EXERCISE INSTRUCTIONS: The word "width" may appear in some lines of the data; copy every such line.

DATA PROVIDED:

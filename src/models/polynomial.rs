//! Polynomial and inverse-power models.

use crate::error::Result;
use crate::estimate::linear_regression;

use super::function::ModelFunction;
use super::spec::EquationSpec;

/// `y = m·x + n`, seeded by ordinary least squares.
pub fn linear_function_with_n() -> Result<EquationSpec> {
    Ok(EquationSpec::new(
        "linear_function_with_n",
        "y = m·x + n",
        &["m", "n"],
        "y={m}x+{n}",
        ModelFunction::elementwise(2, |x, p| p[0] * x + p[1]),
    )?
    .with_estimator(|data, _| {
        let (slope, intercept) = linear_regression(&data.x, &data.y);
        vec![slope, intercept]
    }))
}

/// `y = m·x`
pub fn linear_function() -> Result<EquationSpec> {
    EquationSpec::new(
        "linear_function",
        "y = m·x",
        &["m"],
        "y={m}x",
        ModelFunction::elementwise(1, |x, p| p[0] * x),
    )
}

/// `y = a·x² + b·x + c`
pub fn quadratic_function_complete() -> Result<EquationSpec> {
    EquationSpec::new(
        "quadratic_function_complete",
        "y = a·x² + b·x + c",
        &["a", "b", "c"],
        "y={a}x^2+{b}x+{c}",
        ModelFunction::elementwise(3, |x, p| p[0] * x * x + p[1] * x + p[2]),
    )
}

/// `y = a·x²`
pub fn quadratic_function() -> Result<EquationSpec> {
    EquationSpec::new(
        "quadratic_function",
        "y = a·x²",
        &["a"],
        "y={a}x^2",
        ModelFunction::elementwise(1, |x, p| p[0] * x * x),
    )
}

/// `y = a·x⁴`
pub fn fourth_power() -> Result<EquationSpec> {
    EquationSpec::new(
        "fourth_power",
        "y = a·x⁴",
        &["a"],
        "y={a}x^4",
        ModelFunction::elementwise(1, |x, p| p[0] * x.powi(4)),
    )
}

/// `y = a/x`
pub fn inverse_function() -> Result<EquationSpec> {
    EquationSpec::new(
        "inverse_function",
        "y = a/x",
        &["a"],
        "y={a}/x",
        ModelFunction::elementwise(1, |x, p| p[0] / x),
    )
}

/// `y = a/x²`
pub fn inverse_square_function() -> Result<EquationSpec> {
    EquationSpec::new(
        "inverse_square_function",
        "y = a/x²",
        &["a"],
        "y={a}/x^2",
        ModelFunction::elementwise(1, |x, p| p[0] / (x * x)),
    )
}
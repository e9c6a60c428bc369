//! Parameter bounds and the transforms that enforce them during optimization.

pub mod bounds;

pub use bounds::{Bounds, BoundsTransform};
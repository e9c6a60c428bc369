//! The equation registry: identifier → [`EquationSpec`], in registration order.

use std::collections::HashMap;

use log::debug;

use crate::error::{FitLabError, Result};

use super::spec::EquationSpec;
use super::{exponential, peak, periodic, polynomial};

/// Registry of models, populated once and then read-only.
///
/// Iteration order is registration order, which keeps sweep output
/// reproducible.
#[derive(Debug, Clone, Default)]
pub struct EquationRegistry {
    specs: Vec<EquationSpec>,
    index: HashMap<String, usize>,
}

impl EquationRegistry {
    /// An empty registry.
    pub fn new() -> Self {
        Self::default()
    }

    /// A registry holding the built-in catalogue.
    pub fn with_builtins() -> Result<Self> {
        let mut registry = Self::new();
        for spec in builtin_equations()? {
            registry.register(spec)?;
        }
        debug!("registered {} built-in equations", registry.len());
        Ok(registry)
    }

    /// Insert `spec`.
    ///
    /// Fails with a `Configuration` error on a duplicate identifier or when
    /// the template placeholders differ from the parameter names.
    pub fn register(&mut self, spec: EquationSpec) -> Result<()> {
        spec.check()?;
        if self.index.contains_key(&spec.id) {
            return Err(FitLabError::Configuration(format!(
                "equation '{}' is already registered",
                spec.id
            )));
        }
        self.index.insert(spec.id.clone(), self.specs.len());
        self.specs.push(spec);
        Ok(())
    }

    /// Find a spec by identifier, failing with an `Equation` error if absent.
    pub fn lookup(&self, id: &str) -> Result<&EquationSpec> {
        self.get(id)
            .ok_or_else(|| FitLabError::Equation(format!("unknown equation '{}'", id)))
    }

    pub fn get(&self, id: &str) -> Option<&EquationSpec> {
        self.index.get(id).map(|&i| &self.specs[i])
    }

    /// All specs in registration order.
    pub fn list_all(&self) -> &[EquationSpec] {
        &self.specs
    }

    /// Identifiers in registration order.
    pub fn identifiers(&self) -> Vec<&str> {
        self.specs.iter().map(|s| s.id.as_str()).collect()
    }

    pub fn contains(&self, id: &str) -> bool {
        self.index.contains_key(id)
    }

    pub fn len(&self) -> usize {
        self.specs.len()
    }

    pub fn is_empty(&self) -> bool {
        self.specs.is_empty()
    }
}

/// The built-in catalogue in registration order.
pub fn builtin_equations() -> Result<Vec<EquationSpec>> {
    Ok(vec![
        polynomial::linear_function_with_n()?,
        polynomial::linear_function()?,
        polynomial::quadratic_function_complete()?,
        polynomial::quadratic_function()?,
        polynomial::fourth_power()?,
        periodic::sin_function()?,
        periodic::sin_function_with_c()?,
        periodic::cos_function()?,
        periodic::cos_function_with_c()?,
        exponential::sinh_function()?,
        exponential::cosh_function()?,
        exponential::ln_function()?,
        polynomial::inverse_function()?,
        polynomial::inverse_square_function()?,
        exponential::exponential_function()?,
        peak::gaussian_function()?,
    ])
}
//! Initial guesses for exponential and peak-shaped models.

use log::debug;
use ndarray::Array1;

use super::linear_regression;

/// Guess `(a, b)` for `y = a·exp(b·x)` from a straight-line fit of `ln|y|`.
///
/// Only samples sharing the sign of the majority are used. With fewer than
/// two usable samples the guess is `(1, 0)`.
pub fn estimate_exponential(x: &Array1<f64>, y: &Array1<f64>) -> (f64, f64) {
    let positive = y.iter().filter(|&&v| v > 0.0).count();
    let negative = y.iter().filter(|&&v| v < 0.0).count();
    let sign = if negative > positive { -1.0 } else { 1.0 };

    let (xs, logs): (Vec<f64>, Vec<f64>) = x
        .iter()
        .zip(y.iter())
        .filter(|(xi, yi)| xi.is_finite() && sign * **yi > 0.0)
        .map(|(&xi, &yi)| (xi, (sign * yi).ln()))
        .unzip();

    if xs.len() < 2 {
        debug!("exponential guess: too few samples of one sign, using defaults");
        return (1.0, 0.0);
    }

    let (slope, intercept) = linear_regression(&Array1::from_vec(xs), &Array1::from_vec(logs));
    let amplitude = sign * intercept.exp();
    if amplitude.is_finite() && slope.is_finite() {
        (amplitude, slope)
    } else {
        (1.0, 0.0)
    }
}

/// Guess `(amplitude, center, sigma)` for a Gaussian peak.
///
/// The center is the position of the largest sample and the width comes from
/// the half-maximum crossings on either side (FWHM = 2.3548·σ). When no
/// crossing is found the width falls back to a sixth of the x range.
pub fn estimate_gaussian(x: &Array1<f64>, y: &Array1<f64>) -> (f64, f64, f64) {
    let samples: Vec<(f64, f64)> = x.iter().copied().zip(y.iter().copied()).collect();
    let Some((max_idx, &(center, max_y))) = samples
        .iter()
        .enumerate()
        .filter(|(_, (_, v))| v.is_finite())
        .max_by(|(_, (_, a)), (_, (_, b))| a.total_cmp(b))
    else {
        return (1.0, 0.0, 1.0);
    };

    let half_height = max_y / 2.0;

    let mut left_idx = max_idx;
    while left_idx > 0 && samples[left_idx].1 > half_height {
        left_idx -= 1;
    }
    let mut right_idx = max_idx;
    while right_idx + 1 < samples.len() && samples[right_idx].1 > half_height {
        right_idx += 1;
    }

    let fwhm = (samples[right_idx].0 - samples[left_idx].0).abs();
    let x_min = samples.iter().map(|s| s.0).fold(f64::INFINITY, f64::min);
    let x_max = samples.iter().map(|s| s.0).fold(f64::NEG_INFINITY, f64::max);
    let sigma = if fwhm > 0.0 && fwhm.is_finite() {
        fwhm / 2.354_820_045
    } else {
        (x_max - x_min) / 6.0
    };
    let sigma = if sigma > 0.0 && sigma.is_finite() { sigma } else { 1.0 };

    (max_y, center, sigma)
}
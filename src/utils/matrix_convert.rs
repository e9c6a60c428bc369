//! Matrix conversion utilities.
//!
//! The fitting core stores data in ndarray types while the dense solvers come
//! from nalgebra. These helpers copy between the two layouts.

use nalgebra::{DMatrix, DVector};
use ndarray::{Array1, Array2};

/// Convert an ndarray Array2 to a nalgebra DMatrix.
///
/// ndarray is row-major by default and nalgebra is column-major, so the data
/// is copied element by element.
pub fn ndarray_to_nalgebra(arr: &Array2<f64>) -> DMatrix<f64> {
    DMatrix::from_fn(arr.nrows(), arr.ncols(), |i, j| arr[[i, j]])
}

/// Convert a nalgebra DMatrix to an ndarray Array2.
pub fn nalgebra_to_ndarray(mat: &DMatrix<f64>) -> Array2<f64> {
    Array2::from_shape_fn((mat.nrows(), mat.ncols()), |(i, j)| mat[(i, j)])
}

/// Convert an ndarray Array1 to a nalgebra DVector.
pub fn ndarray_vec_to_nalgebra(arr: &Array1<f64>) -> DVector<f64> {
    DVector::from_iterator(arr.len(), arr.iter().copied())
}

/// Convert a nalgebra DVector to an ndarray Array1.
pub fn nalgebra_vec_to_ndarray(vec: &DVector<f64>) -> Array1<f64> {
    Array1::from_iter(vec.iter().copied())
}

EXERCISE RESULT:
/// The center is the position of the largest sample and the width comes from
/// crossing is found the width falls back to a sixth of the x range.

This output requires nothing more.